All that is wanted is how many lines in the records below include the string "MethodCallHandler".
Start of Block
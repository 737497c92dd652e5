//! 플랫폼 버전 채널 플러그인

use once_cell::sync::Lazy;
use sysinfo::System;

use crate::channel::{MethodCall, MethodCallHandler, MethodResponse};

/// 채널 이름
pub const PLATFORM_CHANNEL: &str = "tbdex_flutter";

/// `"{OS 이름} {OS 버전}"` (프로세스 수명 동안 고정)
static PLATFORM_VERSION: Lazy<String> = Lazy::new(|| {
    platform_version_string(System::name(), System::os_version())
});

fn platform_version_string(name: Option<String>, version: Option<String>) -> String {
    let name = name.unwrap_or_else(|| std::env::consts::OS.to_string());
    match version {
        Some(version) if !version.trim().is_empty() => format!("{} {}", name, version.trim()),
        _ => name,
    }
}

pub fn platform_version() -> &'static str {
    &PLATFORM_VERSION
}

#[derive(Default)]
pub struct PlatformPlugin;

impl PlatformPlugin {
    pub fn new() -> Self {
        PlatformPlugin
    }
}

impl MethodCallHandler for PlatformPlugin {
    fn handle(&self, call: &MethodCall) -> MethodResponse {
        match call.method.as_str() {
            "getPlatformVersion" => MethodResponse::success(platform_version()),
            _ => MethodResponse::NotImplemented,
        }
    }
}
//! 프로세스 메모리 백엔드
//!
//! 테스트나 OS 키체인이 없는 호스트용. 삭제/교체/드롭 시 값은 zeroize 됩니다.

use std::collections::HashMap;
use std::sync::Mutex;

use zeroize::Zeroizing;

use super::{lock_ignoring_poison, Account, SecretBackend};
use crate::error::KeychainError;

#[derive(Default)]
pub struct MemoryBackend {
    entries: Mutex<HashMap<Account, Zeroizing<Vec<u8>>>>,
}

impl MemoryBackend {
    pub fn new() -> Self {
        Self::default()
    }

    pub fn len(&self) -> usize {
        lock_ignoring_poison(&self.entries).len()
    }

    pub fn is_empty(&self) -> bool {
        self.len() == 0
    }
}

impl SecretBackend for MemoryBackend {
    fn name(&self) -> &'static str {
        "memory"
    }

    fn add(&self, account: &Account, secret: &[u8]) -> Result<(), KeychainError> {
        let mut entries = lock_ignoring_poison(&self.entries);
        if entries.contains_key(account) {
            return Err(KeychainError::AlreadyExists);
        }
        entries.insert(account.clone(), Zeroizing::new(secret.to_vec()));
        Ok(())
    }

    fn copy_matching(&self, account: &Account) -> Result<Vec<u8>, KeychainError> {
        lock_ignoring_poison(&self.entries)
            .get(account)
            .map(|value| value.to_vec())
            .ok_or(KeychainError::NotFound)
    }

    fn update(&self, account: &Account, secret: &[u8]) -> Result<(), KeychainError> {
        let mut entries = lock_ignoring_poison(&self.entries);
        let slot = entries.get_mut(account).ok_or(KeychainError::NotFound)?;
        *slot = Zeroizing::new(secret.to_vec());
        Ok(())
    }

    fn delete(&self, account: &Account) -> Result<(), KeychainError> {
        lock_ignoring_poison(&self.entries)
            .remove(account)
            .map(|_| ())
            .ok_or(KeychainError::NotFound)
    }
}
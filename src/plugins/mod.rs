//! 채널 플러그인
//!
//! - `web5.keychain`: 보안 저장소 set/fetch/delete
//! - `tbdex_flutter`: 플랫폼 버전 조회

pub mod keychain;
pub mod platform;

pub use keychain::{KeychainPlugin, KEYCHAIN_CHANNEL};
pub use platform::{PlatformPlugin, PLATFORM_CHANNEL};
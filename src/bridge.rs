//! 브리지 구성
//!
//! 설정에 맞는 백엔드로 `SecretStore`를 만들고 두 채널 플러그인을 등록합니다.

use std::sync::Arc;

use crate::channel::{ChannelRegistry, MethodCall, MethodResponse};
use crate::config::{BackendKind, KeychainConfig};
use crate::error::KeychainError;
use crate::plugins::{KeychainPlugin, PlatformPlugin, KEYCHAIN_CHANNEL, PLATFORM_CHANNEL};
use crate::store::vault::MasterKey;
use crate::store::{KeyringBackend, MemoryBackend, SecretBackend, SecretStore, VaultBackend};

pub struct Bridge {
    registry: ChannelRegistry,
    store: Arc<SecretStore>,
}

impl Bridge {
    /// 설정으로부터 구성
    pub fn from_config(config: &KeychainConfig) -> Result<Self, KeychainError> {
        config.validate()?;
        let backend = open_backend(config)?;
        tracing::info!(
            bundle_id = %config.bundle_id,
            backend = backend.name(),
            "keychain bridge initialized"
        );
        Ok(Self::with_backend(&config.bundle_id, backend))
    }

    /// 이미 준비된 백엔드로 구성
    pub fn with_backend(bundle_id: &str, backend: Arc<dyn SecretBackend>) -> Self {
        let store = Arc::new(SecretStore::new(bundle_id, backend));

        let mut registry = ChannelRegistry::new();
        registry.register(KEYCHAIN_CHANNEL, Arc::new(KeychainPlugin::new(store.clone())));
        registry.register(PLATFORM_CHANNEL, Arc::new(PlatformPlugin::new()));

        Self { registry, store }
    }

    pub fn registry(&self) -> &ChannelRegistry {
        &self.registry
    }

    pub fn store(&self) -> Arc<SecretStore> {
        self.store.clone()
    }

    pub async fn invoke(&self, channel: &str, call: MethodCall) -> MethodResponse {
        self.registry.invoke(channel, call).await
    }
}

fn open_backend(config: &KeychainConfig) -> Result<Arc<dyn SecretBackend>, KeychainError> {
    let backend: Arc<dyn SecretBackend> = match config.backend {
        BackendKind::Keyring => {
            let backend = KeyringBackend::new(&config.service);
            tracing::debug!(service = backend.service(), "using OS keyring");
            Arc::new(backend)
        }
        BackendKind::Memory => Arc::new(MemoryBackend::new()),
        BackendKind::Vault => {
            let path = config.vault_path.as_ref().ok_or_else(|| {
                KeychainError::Config("vault backend requires a vault path".to_string())
            })?;
            let master_key = MasterKey::load_or_create(&config.service)?;
            let backend = VaultBackend::open(path, master_key)?;
            tracing::debug!(path = %backend.path().display(), "using encrypted vault file");
            Arc::new(backend)
        }
    };
    Ok(backend)
}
End of Block
> [Response area]: 2